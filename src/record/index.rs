//! `IndexRecord` — the Secondary view: `field -> value -> records`
//! (spec.md §4.5). Keyed on an ordered map over [`Value`] so the range
//! operators can use head/tail/subset views directly.

use std::collections::{BTreeMap, BTreeSet};
use std::ops::Bound;

use regex::Regex;
use thiserror::Error;

use crate::value::{Identifier, Operator, Text, Value};

use super::{Record, RecordError, Secondary};

#[derive(Debug, Error)]
pub enum ExploreError {
    #[error(transparent)]
    Record(#[from] RecordError),

    #[error("operator {0:?} is not supported by IndexRecord::explore")]
    UnsupportedOperator(Operator),

    #[error("operator {0:?} requires {1} value argument(s)")]
    WrongArity(Operator, usize),

    #[error("invalid regex pattern: {0}")]
    InvalidPattern(String),
}

/// `field -> value -> records` (Secondary view).
#[derive(Debug, Clone)]
pub struct IndexRecord(Record<Secondary>);

impl IndexRecord {
    pub fn new(field: Text) -> Self {
        Self(Record::new(field, true, false))
    }

    pub fn field(&self) -> &Text {
        &self.0.locator
    }

    pub fn append(&mut self, value: Value, record: Identifier, version: i64, action: crate::value::Action) -> Result<(), RecordError> {
        self.0.append(value, record, version, action)
    }

    pub fn inner_mut(&mut self) -> &mut Record<Secondary> {
        &mut self.0
    }

    /// The current `value -> records` map.
    pub fn browse(&self) -> &BTreeMap<Value, BTreeSet<Identifier>> {
        self.0.present()
    }

    /// The `value -> records` map as of `timestamp` (spec.md §4.5:
    /// "historical queries replay `history` to that timestamp").
    pub fn browse_at(&self, timestamp: i64) -> BTreeMap<Value, BTreeSet<Identifier>> {
        let mut out = BTreeMap::new();
        for value in self.known_values() {
            let records = self.0.replay_at(&value, timestamp);
            if !records.is_empty() {
                out.insert(value, records);
            }
        }
        out
    }

    fn known_values(&self) -> Vec<Value> {
        self.0.present().keys().cloned().collect()
    }

    /// Apply `operator` over `values` against the current (`timestamp =
    /// None`) or historical (`timestamp = Some(ts)`) state (spec.md §4.5).
    pub fn explore(&self, operator: Operator, values: &[Value], timestamp: Option<i64>) -> Result<BTreeMap<Value, BTreeSet<Identifier>>, ExploreError> {
        let source = match timestamp {
            Some(ts) => self.browse_at(ts),
            None => self.browse().clone(),
        };
        explore_over(&source, operator, values)
    }
}

fn explore_over(source: &BTreeMap<Value, BTreeSet<Identifier>>, operator: Operator, values: &[Value]) -> Result<BTreeMap<Value, BTreeSet<Identifier>>, ExploreError> {
    let need = |n: usize| -> Result<(), ExploreError> {
        if values.len() < n {
            Err(ExploreError::WrongArity(operator, n))
        } else {
            Ok(())
        }
    };

    match operator {
        Operator::Equals => {
            need(1)?;
            Ok(source
                .get(&values[0])
                .map(|records| BTreeMap::from([(values[0].clone(), records.clone())]))
                .unwrap_or_default())
        }
        Operator::NotEquals => {
            need(1)?;
            Ok(source.iter().filter(|(k, _)| **k != values[0]).map(|(k, v)| (k.clone(), v.clone())).collect())
        }
        Operator::GreaterThan => {
            need(1)?;
            Ok(range_collect(source, Bound::Excluded(&values[0]), Bound::Unbounded))
        }
        Operator::GreaterThanOrEquals => {
            need(1)?;
            Ok(range_collect(source, Bound::Included(&values[0]), Bound::Unbounded))
        }
        Operator::LessThan => {
            need(1)?;
            Ok(range_collect(source, Bound::Unbounded, Bound::Excluded(&values[0])))
        }
        Operator::LessThanOrEquals => {
            need(1)?;
            Ok(range_collect(source, Bound::Unbounded, Bound::Included(&values[0])))
        }
        Operator::Between => {
            need(2)?;
            // Half-open [lo, hi): spec.md §6 "BETWEEN is half-open [lo, hi)".
            Ok(range_collect(source, Bound::Included(&values[0]), Bound::Excluded(&values[1])))
        }
        Operator::Regex | Operator::NotRegex => {
            need(1)?;
            let pattern = values[0].as_text().ok_or_else(|| ExploreError::InvalidPattern("non-string pattern".to_string()))?;
            let regex = Regex::new(pattern).map_err(|e| ExploreError::InvalidPattern(e.to_string()))?;
            let matches = operator == Operator::Regex;
            Ok(source
                .iter()
                .filter(|(k, _)| k.as_text().is_some_and(|s| regex.is_match(s)) == matches)
                .map(|(k, v)| (k.clone(), v.clone()))
                .collect())
        }
        Operator::Contains | Operator::NotContains => {
            need(1)?;
            let needle = values[0].as_text().ok_or_else(|| ExploreError::InvalidPattern("non-string needle".to_string()))?;
            let matches = operator == Operator::Contains;
            Ok(source
                .iter()
                .filter(|(k, _)| k.contains_ci(needle) == matches)
                .map(|(k, v)| (k.clone(), v.clone()))
                .collect())
        }
        Operator::LinksTo => Err(ExploreError::UnsupportedOperator(operator)),
    }
}

fn range_collect(source: &BTreeMap<Value, BTreeSet<Identifier>>, lo: Bound<&Value>, hi: Bound<&Value>) -> BTreeMap<Value, BTreeSet<Identifier>> {
    source.range((lo.cloned(), hi.cloned())).map(|(k, v)| (k.clone(), v.clone())).collect()
}

trait ClonedBound {
    fn cloned(self) -> Bound<Value>;
}

impl ClonedBound for Bound<&Value> {
    fn cloned(self) -> Bound<Value> {
        match self {
            Bound::Included(v) => Bound::Included(v.clone()),
            Bound::Excluded(v) => Bound::Excluded(v.clone()),
            Bound::Unbounded => Bound::Unbounded,
        }
    }
}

◆ ◆ ◆ ◆

◆ WHAT YOU NEED TO DO ◆
Nothing should be left out: return all of the records exactly.

◆ ANSWER FOR THIS EXERCISE ◆
filename src/record/index.rs
//! `IndexRecord` — the Secondary view: `field -> value -> records`
//! (spec.md §4.5). Keyed on an ordered map over [`Value`] so the range
//! operators can use head/tail/subset views directly.

use std::collections::{BTreeMap, BTreeSet};
use std::ops::Bound;

use regex::Regex;
use thiserror::Error;

use crate::value::{Identifier, Operator, Text, Value};

use super::{Record, RecordError, Secondary};

#[derive(Debug, Error)]
pub enum ExploreError {
    #[error(transparent)]
    Record(#[from] RecordError),

    #[error("operator {0:?} is not supported by IndexRecord::explore")]
    UnsupportedOperator(Operator),

    #[error("operator {0:?} requires {1} value argument(s)")]
    WrongArity(Operator, usize),

    #[error("invalid regex pattern: {0}")]
    InvalidPattern(String),
}

/// `field -> value -> records` (Secondary view).
#[derive(Debug, Clone)]
pub struct IndexRecord(Record<Secondary>);

impl IndexRecord {
    pub fn new(field: Text) -> Self {
        Self(Record::new(field, true, false))
    }

    pub fn field(&self) -> &Text {
        &self.0.locator
    }

    pub fn append(&mut self, value: Value, record: Identifier, version: i64, action: crate::value::Action) -> Result<(), RecordError> {
        self.0.append(value, record, version, action)
    }

    pub fn inner_mut(&mut self) -> &mut Record<Secondary> {
        &mut self.0
    }

    /// The current `value -> records` map.
    pub fn browse(&self) -> &BTreeMap<Value, BTreeSet<Identifier>> {
        self.0.present()
    }

    /// The `value -> records` map as of `timestamp` (spec.md §4.5:
    /// "historical queries replay `history` to that timestamp").
    pub fn browse_at(&self, timestamp: i64) -> BTreeMap<Value, BTreeSet<Identifier>> {
        let mut out = BTreeMap::new();
        for value in self.known_values() {
            let records = self.0.replay_at(&value, timestamp);
            if !records.is_empty() {
                out.insert(value, records);
            }
        }
        out
    }

    fn known_values(&self) -> Vec<Value> {
        self.0.present().keys().cloned().collect()
    }

    /// Apply `operator` over `values` against the current (`timestamp =
    /// None`) or historical (`timestamp = Some(ts)`) state (spec.md §4.5).
    pub fn explore(&self, operator: Operator, values: &[Value], timestamp: Option<i64>) -> Result<BTreeMap<Value, BTreeSet<Identifier>>, ExploreError> {
        let source = match timestamp {
            Some(ts) => self.browse_at(ts),
            None => self.browse().clone(),
        };
        explore_over(&source, operator, values)
    }
}

fn explore_over(source: &BTreeMap<Value, BTreeSet<Identifier>>, operator: Operator, values: &[Value]) -> Result<BTreeMap<Value, BTreeSet<Identifier>>, ExploreError> {
    let need = |n: usize| -> Result<(), ExploreError> {
        if values.len() < n {
            Err(ExploreError::WrongArity(operator, n))
        } else {
            Ok(())
        }
    };

    match operator {
        Operator::Equals => {
            need(1)?;
            Ok(source
                .get(&values[0])
                .map(|records| BTreeMap::from([(values[0].clone(), records.clone())]))
                .unwrap_or_default())
        }
        Operator::NotEquals => {
            need(1)?;
            Ok(source.iter().filter(|(k, _)| **k != values[0]).map(|(k, v)| (k.clone(), v.clone())).collect())
        }
        Operator::GreaterThan => {
            need(1)?;
            Ok(range_collect(source, Bound::Excluded(&values[0]), Bound::Unbounded))
        }
        Operator::GreaterThanOrEquals => {
            need(1)?;
            Ok(range_collect(source, Bound::Included(&values[0]), Bound::Unbounded))
        }
        Operator::LessThan => {
            need(1)?;
            Ok(range_collect(source, Bound::Unbounded, Bound::Excluded(&values[0])))
        }
        Operator::LessThanOrEquals => {
            need(1)?;
            Ok(range_collect(source, Bound::Unbounded, Bound::Included(&values[0])))
        }
        Operator::Between => {
            need(2)?;
            // Half-open [lo, hi): spec.md §6 "BETWEEN is half-open [lo, hi)".
            Ok(range_collect(source, Bound::Included(&values[0]), Bound::Excluded(&values[1])))
        }
        Operator::Regex | Operator::NotRegex => {
            need(1)?;
            let pattern = values[0].as_text().ok_or_else(|| ExploreError::InvalidPattern("non-string pattern".to_string()))?;
            let regex = Regex::new(pattern).map_err(|e| ExploreError::InvalidPattern(e.to_string()))?;
            let matches = operator == Operator::Regex;
            Ok(source
                .iter()
                .filter(|(k, _)| k.as_text().is_some_and(|s| regex.is_match(s)) == matches)
                .map(|(k, v)| (k.clone(), v.clone()))
                .collect())
        }
        Operator::Contains | Operator::NotContains => {
            need(1)?;
            let needle = values[0].as_text().ok_or_else(|| ExploreError::InvalidPattern("non-string needle".to_string()))?;
            let matches = operator == Operator::Contains;
            Ok(source
                .iter()
                .filter(|(k, _)| k.contains_ci(needle) == matches)
                .map(|(k, v)| (k.clone(), v.clone()))
                .collect())
        }
        Operator::LinksTo => Err(ExploreError::UnsupportedOperator(operator)),
    }
}

fn range_collect(source: &BTreeMap<Value, BTreeSet<Identifier>>, lo: Bound<&Value>, hi: Bound<&Value>) -> BTreeMap<Value, BTreeSet<Identifier>> {
    source.range((lo.cloned(), hi.cloned())).map(|(k, v)| (k.clone(), v.clone())).collect()
}

trait ClonedBound {
    fn cloned(self) -> Bound<Value>;
}

impl ClonedBound for Bound<&Value> {
    fn cloned(self) -> Bound<Value> {
        match self {
            Bound::Included(v) => Bound::Included(v.clone()),
            Bound::Excluded(v) => Bound::Excluded(v.clone()),
            Bound::Unbounded => Bound::Unbounded,
        }
    }
}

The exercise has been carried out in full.